In some ways, this is kind of anti-climactic. We aren’t done yet, for one. We have six to eight weeks of immunotherapy to complete at home, and a return in between for a check up on progress. She’s still in treatment, although hopefully without any more admissions. And when she’s done, and her scans are complete and clear (hug wood), we will still keep on coming back for check-ups and tests. More “scan-xiety”. More uncertainty.
But I’ve never really let this define us. I’ve never wanted this to become our new life. I’ve wanted to maintain as much existence in that space between things that is light and buoyant and undefined by this or that. That malleable, movable space. That place where we can be in the moment and define the pleasure that instant despite the infinite details around us that threaten to sweep us up in momentum.

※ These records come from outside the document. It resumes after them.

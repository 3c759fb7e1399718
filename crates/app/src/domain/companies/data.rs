//! Company Data

use std::path::PathBuf;

use crate::domain::companies::theme::Theme;

/// New Company Data
#[derive(Debug, Clone, PartialEq, Default)]
pub struct NewCompany {
    pub name: String,
    pub tax_id: Option<String>,
    pub logo_path: Option<PathBuf>,
    pub description: Option<String>,
    pub theme: Theme,
}

/// Company Update Data
///
/// `name`, `theme` and `logo_path` keep the stored value when `None`.
/// `tax_id` and `description` are always replaced.
#[derive(Debug, Clone, PartialEq, Default)]
pub struct CompanyUpdate {
    pub name: Option<String>,
    pub tax_id: Option<String>,
    pub logo_path: Option<PathBuf>,
    pub description: Option<String>,
    pub theme: Option<Theme>,
}
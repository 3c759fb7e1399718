use clap::Args;
use orgchart_app::{context::AppContext, domain::companies::records::CompanyUuid};

use crate::cli::failure;

#[derive(Debug, Args)]
pub(crate) struct DeleteCompanyArgs {
    /// Company UUID
    #[arg(long)]
    company: CompanyUuid,
}

pub(crate) async fn run(ctx: &AppContext, args: DeleteCompanyArgs) -> Result<(), String> {
    let company = ctx
        .companies
        .get_company(args.company)
        .await
        .map_err(|error| failure("failed to load company", &error))?;

    let collaborators = ctx
        .collaborators
        .list_collaborators(args.company)
        .await
        .map_err(|error| failure("failed to load collaborators", &error))?;

    ctx.companies
        .delete_company(args.company)
        .await
        .map_err(|error| failure("failed to delete company", &error))?;

    let media = company
        .logo_path
        .iter()
        .chain(collaborators.iter().filter_map(|c| c.photo_path.as_ref()));

    for path in media {
        ctx.assets.discard(path).await;
    }

    let unpublished = ctx
        .sites
        .unpublish_site(&company.slug)
        .await
        .map_err(|error| failure("failed to remove published site", &error))?;

    println!("deleted: {}", company.uuid);
    println!("collaborators_deleted: {}", collaborators.len());
    println!("site_unpublished: {unpublished}");

    Ok(())
}
use std::path::PathBuf;

use clap::Args;
use orgchart_app::{
    context::AppContext,
    domain::companies::{data::NewCompany, theme::Theme},
    uploads::AssetKind,
};

use crate::cli::{failure, output::print_company};

#[derive(Debug, Args)]
pub(crate) struct CreateCompanyArgs {
    /// Company display name
    #[arg(long)]
    name: String,

    /// Tax identifier (e.g. CNPJ)
    #[arg(long)]
    tax_id: Option<String>,

    /// Short description shown under the name
    #[arg(long)]
    description: Option<String>,

    /// Logo image to import into the uploads directory
    #[arg(long)]
    logo: Option<PathBuf>,

    /// Background theme: `solid[:color]`, `gradient:<spec>` or `image:<url>`
    #[arg(long, default_value = "solid")]
    theme: Theme,
}

pub(crate) async fn run(ctx: &AppContext, args: CreateCompanyArgs) -> Result<(), String> {
    let logo_path = match &args.logo {
        Some(source) => Some(
            ctx.assets
                .import(AssetKind::Logo, source)
                .await
                .map_err(|error| failure("failed to import logo", &error))?,
        ),
        None => None,
    };

    let result = ctx
        .companies
        .create_company(NewCompany {
            name: args.name,
            tax_id: args.tax_id,
            logo_path: logo_path.clone(),
            description: args.description,
            theme: args.theme,
        })
        .await;

    let company = match result {
        Ok(company) => company,
        Err(error) => {
            if let Some(logo_path) = &logo_path {
                ctx.assets.discard(logo_path).await;
            }

            return Err(failure("failed to create company", &error));
        }
    };

    print_company(&company);

    Ok(())
}
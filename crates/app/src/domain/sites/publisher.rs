//! Writes generated sites under the sites root.
//!
//! Each run is staged in a hidden sibling directory and swapped into
//! `<root>/<slug>` by rename, so readers see either the previous site or the
//! new one. Runs for the same company are serialized.

use std::{
    collections::hash_map::Entry,
    io,
    path::{Path, PathBuf},
    sync::{Arc, Mutex, PoisonError},
};

use rustc_hash::FxHashMap;
use tokio::{fs, sync::Mutex as AsyncMutex};
use tracing::{debug, info, warn};
use uuid::Uuid;

use crate::domain::{
    collaborators::records::CollaboratorRecord,
    companies::records::{CompanyRecord, CompanyUuid},
    sites::{
        assets::publish_assets, errors::SitesServiceError, hierarchy::build_hierarchy,
        render::render_page,
    },
};

/// File name of the rendered page inside a site directory.
pub const INDEX_FILE: &str = "index.html";

const STAGING_PREFIX: &str = ".staging-";
const RETIRED_PREFIX: &str = ".retired-";

type CompanyLocks = FxHashMap<CompanyUuid, Arc<AsyncMutex<()>>>;

#[derive(Debug, Clone)]
pub struct SitePublisher {
    root: PathBuf,
    locks: Arc<Mutex<CompanyLocks>>,
}

impl SitePublisher {
    #[must_use]
    pub fn new(root: impl Into<PathBuf>) -> Self {
        Self {
            root: root.into(),
            locks: Arc::default(),
        }
    }

    /// Directory a site with `slug` is published to.
    ///
    /// # Errors
    ///
    /// Returns [`SitesServiceError::InvalidSlug`] unless the slug is a
    /// non-empty run of lowercase ASCII letters, digits and hyphens.
    pub fn site_dir(&self, slug: &str) -> Result<PathBuf, SitesServiceError> {
        let valid = !slug.is_empty()
            && !slug.starts_with('-')
            && slug
                .bytes()
                .all(|b| b.is_ascii_lowercase() || b.is_ascii_digit() || b == b'-');

        if !valid {
            return Err(SitesServiceError::InvalidSlug(slug.to_string()));
        }

        Ok(self.root.join(slug))
    }

    /// Render `company` and its collaborators and publish the result.
    ///
    /// # Errors
    ///
    /// Returns an error when the slug is unusable, or when staging or swapping
    /// fails. In both cases the previously published site is left in place.
    pub async fn publish(
        &self,
        company: &CompanyRecord,
        collaborators: Vec<CollaboratorRecord>,
    ) -> Result<PathBuf, SitesServiceError> {
        let target = self.site_dir(&company.slug)?;

        let lock = self.company_lock(company.uuid);

        let published = {
            let _guard = lock.lock().await;
            self.publish_locked(company, collaborators, &target).await
        };

        self.release_lock(company.uuid, lock);

        published?;

        info!(
            company_uuid = %company.uuid,
            slug = %company.slug,
            path = %target.display(),
            "published site"
        );

        Ok(target)
    }

    async fn publish_locked(
        &self,
        company: &CompanyRecord,
        collaborators: Vec<CollaboratorRecord>,
        target: &Path,
    ) -> Result<(), SitesServiceError> {
        fs::create_dir_all(&self.root).await?;

        let staging = self.root.join(format!("{STAGING_PREFIX}{}", Uuid::now_v7()));

        if let Err(error) = stage(&staging, company, collaborators).await {
            remove_dir_quietly(&staging).await;
            return Err(error);
        }

        self.swap(&staging, target).await
    }

    /// Remove the site published under `slug`. Returns whether one existed.
    ///
    /// # Errors
    ///
    /// Returns an error for an unusable slug or when the directory cannot be
    /// moved out of the way.
    pub async fn unpublish(&self, slug: &str) -> Result<bool, SitesServiceError> {
        let target = self.site_dir(slug)?;
        let retired = self.root.join(format!("{RETIRED_PREFIX}{}", Uuid::now_v7()));

        match fs::rename(&target, &retired).await {
            Ok(()) => {}
            Err(error) if error.kind() == io::ErrorKind::NotFound => return Ok(false),
            Err(error) => return Err(error.into()),
        }

        remove_dir_quietly(&retired).await;

        info!(slug, "unpublished site");

        Ok(true)
    }

    fn company_lock(&self, company: CompanyUuid) -> Arc<AsyncMutex<()>> {
        let mut locks = self.locks.lock().unwrap_or_else(PoisonError::into_inner);

        match locks.entry(company) {
            Entry::Occupied(entry) => Arc::clone(entry.get()),
            Entry::Vacant(entry) => Arc::clone(entry.insert(Arc::default())),
        }
    }

    /// Drop the map's entry for `company` once no other run holds or waits on
    /// it. Clones are only handed out under the map lock, so the count cannot
    /// grow while it is held.
    fn release_lock(&self, company: CompanyUuid, lock: Arc<AsyncMutex<()>>) {
        let mut locks = self.locks.lock().unwrap_or_else(PoisonError::into_inner);

        if Arc::strong_count(&lock) == 2 {
            locks.remove(&company);
        }
    }

    /// Move `staging` into place at `target`, restoring the previous site if
    /// the final rename fails.
    async fn swap(&self, staging: &Path, target: &Path) -> Result<(), SitesServiceError> {
        let retired = self.root.join(format!("{RETIRED_PREFIX}{}", Uuid::now_v7()));

        let replaced = match fs::rename(target, &retired).await {
            Ok(()) => true,
            Err(error) if error.kind() == io::ErrorKind::NotFound => false,
            Err(error) => {
                remove_dir_quietly(staging).await;
                return Err(error.into());
            }
        };

        if let Err(error) = fs::rename(staging, target).await {
            if replaced && let Err(restore) = fs::rename(&retired, target).await {
                warn!(
                    error = %restore,
                    retired = %retired.display(),
                    "could not restore previous site"
                );
            }

            remove_dir_quietly(staging).await;

            return Err(error.into());
        }

        if replaced {
            remove_dir_quietly(&retired).await;
        }

        Ok(())
    }
}

async fn stage(
    staging: &Path,
    company: &CompanyRecord,
    collaborators: Vec<CollaboratorRecord>,
) -> Result<(), SitesServiceError> {
    fs::create_dir_all(staging).await?;

    let assets = publish_assets(company, collaborators, staging).await?;
    let forest = build_hierarchy(assets.collaborators);

    debug!(
        roots = forest.len(),
        collaborators = forest.iter().map(|root| root.size()).sum::<usize>(),
        "built hierarchy"
    );

    let html = render_page(company, assets.logo.as_deref(), &forest)?;

    fs::write(staging.join(INDEX_FILE), html).await?;

    Ok(())
}

async fn remove_dir_quietly(path: &Path) {
    match fs::remove_dir_all(path).await {
        Ok(()) => {}
        Err(error) if error.kind() == io::ErrorKind::NotFound => {}
        Err(error) => warn!(%error, path = %path.display(), "could not remove directory"),
    }
}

There are billboards that surround this hospital and are sprinkled all around the city. The messages include things like “What if I didn’t have to live in a hospital?” and “What is laughter was my only medicine?” with solemn faces of children in the middle of chemotherapy. They are meant to inspire people to pay attention and donate. Fear. Guilt. Empathy of the agony these kids undergo. And that’s effective. That is, in fact, what people pay attention to. That’s what gets the ratings and the money. And I appreciate that.

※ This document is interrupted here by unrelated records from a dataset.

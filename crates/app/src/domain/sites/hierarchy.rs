//! Reporting hierarchy built from flat manager references.
//!
//! Each collaborator is attached under its manager when that manager is part
//! of the same input; otherwise (no manager, a manager outside the input, or
//! itself) it becomes a root. Dangling references never fail generation.
//!
//! A pure reporting cycle (A reports to B, B reports to A) has no root to hang
//! from, so its members are left out of the forest. Writes reject such cycles;
//! the builder only sees them in data that predates that check.

use rustc_hash::FxHashMap;

use crate::domain::collaborators::records::{CollaboratorRecord, CollaboratorUuid};

/// A collaborator and their direct reports.
#[derive(Debug, Clone, PartialEq)]
pub struct OrgNode {
    pub collaborator: CollaboratorRecord,
    pub reports: Vec<OrgNode>,
}

impl OrgNode {
    /// Number of collaborators in this subtree, including this one.
    #[must_use]
    pub fn size(&self) -> usize {
        1 + self.reports.iter().map(Self::size).sum::<usize>()
    }

    /// Visit this subtree depth-first, passing each collaborator with the id
    /// of the node it hangs under.
    pub fn walk<'a, F>(&'a self, parent: Option<CollaboratorUuid>, visit: &mut F)
    where
        F: FnMut(&'a CollaboratorRecord, Option<CollaboratorUuid>),
    {
        visit(&self.collaborator, parent);

        for report in &self.reports {
            report.walk(Some(self.collaborator.uuid), visit);
        }
    }
}

/// Build the reporting forest for one company's collaborators.
///
/// Roots and siblings keep their input order.
#[must_use]
pub fn build_hierarchy(collaborators: Vec<CollaboratorRecord>) -> Vec<OrgNode> {
    let index: FxHashMap<CollaboratorUuid, usize> = collaborators
        .iter()
        .enumerate()
        .map(|(position, collaborator)| (collaborator.uuid, position))
        .collect();

    let mut reports: Vec<Vec<usize>> = vec![Vec::new(); collaborators.len()];
    let mut roots = Vec::new();

    for (position, collaborator) in collaborators.iter().enumerate() {
        let manager = collaborator
            .manager_uuid
            .and_then(|manager| index.get(&manager).copied())
            .filter(|&manager| manager != position);

        match manager.and_then(|manager| reports.get_mut(manager)) {
            Some(siblings) => siblings.push(position),
            None => roots.push(position),
        }
    }

    let mut slots: Vec<Option<CollaboratorRecord>> =
        collaborators.into_iter().map(Some).collect();

    roots
        .into_iter()
        .filter_map(|root| assemble(root, &mut slots, &reports))
        .collect()
}

fn assemble(
    position: usize,
    slots: &mut [Option<CollaboratorRecord>],
    reports: &[Vec<usize>],
) -> Option<OrgNode> {
    let collaborator = slots.get_mut(position)?.take()?;

    let reports = reports
        .get(position)
        .map(|children| {
            children
                .iter()
                .filter_map(|&child| assemble(child, slots, reports))
                .collect()
        })
        .unwrap_or_default();

    Some(OrgNode {
        collaborator,
        reports,
    })
}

But there are no shortage of messages out there to remind us of the tragedies that happen under this roof. And even if it doesn’t sell, it’s important to balance it out with another angle.
As I returned to the hospital from a morning walk, I stopped under a billboard in the back of the building over the courtyard. It says, “We are built to heal.” And it has a picture of a joyful child, giggling in her hospital bed. For some, like the mourning family we walked through at the entrance yesterday, this may be a mocking message. And it could have been for me. But from day one, this billboard has been a beacon of hope and light. A true message to invest in. And now, it is a message of validation.
We have everything inside of us we need if we let go of outcomes. We are all on a ticking clock. Even our time in a hospital, ironically, was too short. We are saying goodbye to family. To our home over the last year. To a place that has been the heart of so depth of meaning in our life, for better or worse.
There are a million messages I could focus on, and spread, from this, and all have value. In the face of childhood cancer, we need understanding and advocacy. We need empathy. Violet and her little friends need faith and hope and love and support. But what Violet and I have also needed throughout this, and others do, too, is a reminder that this isn’t a sentence to misery. Even in pain and suffering and loss, there is a finish line. We are built to heal.
And soon, we will be home for good (kiss wood) to do it.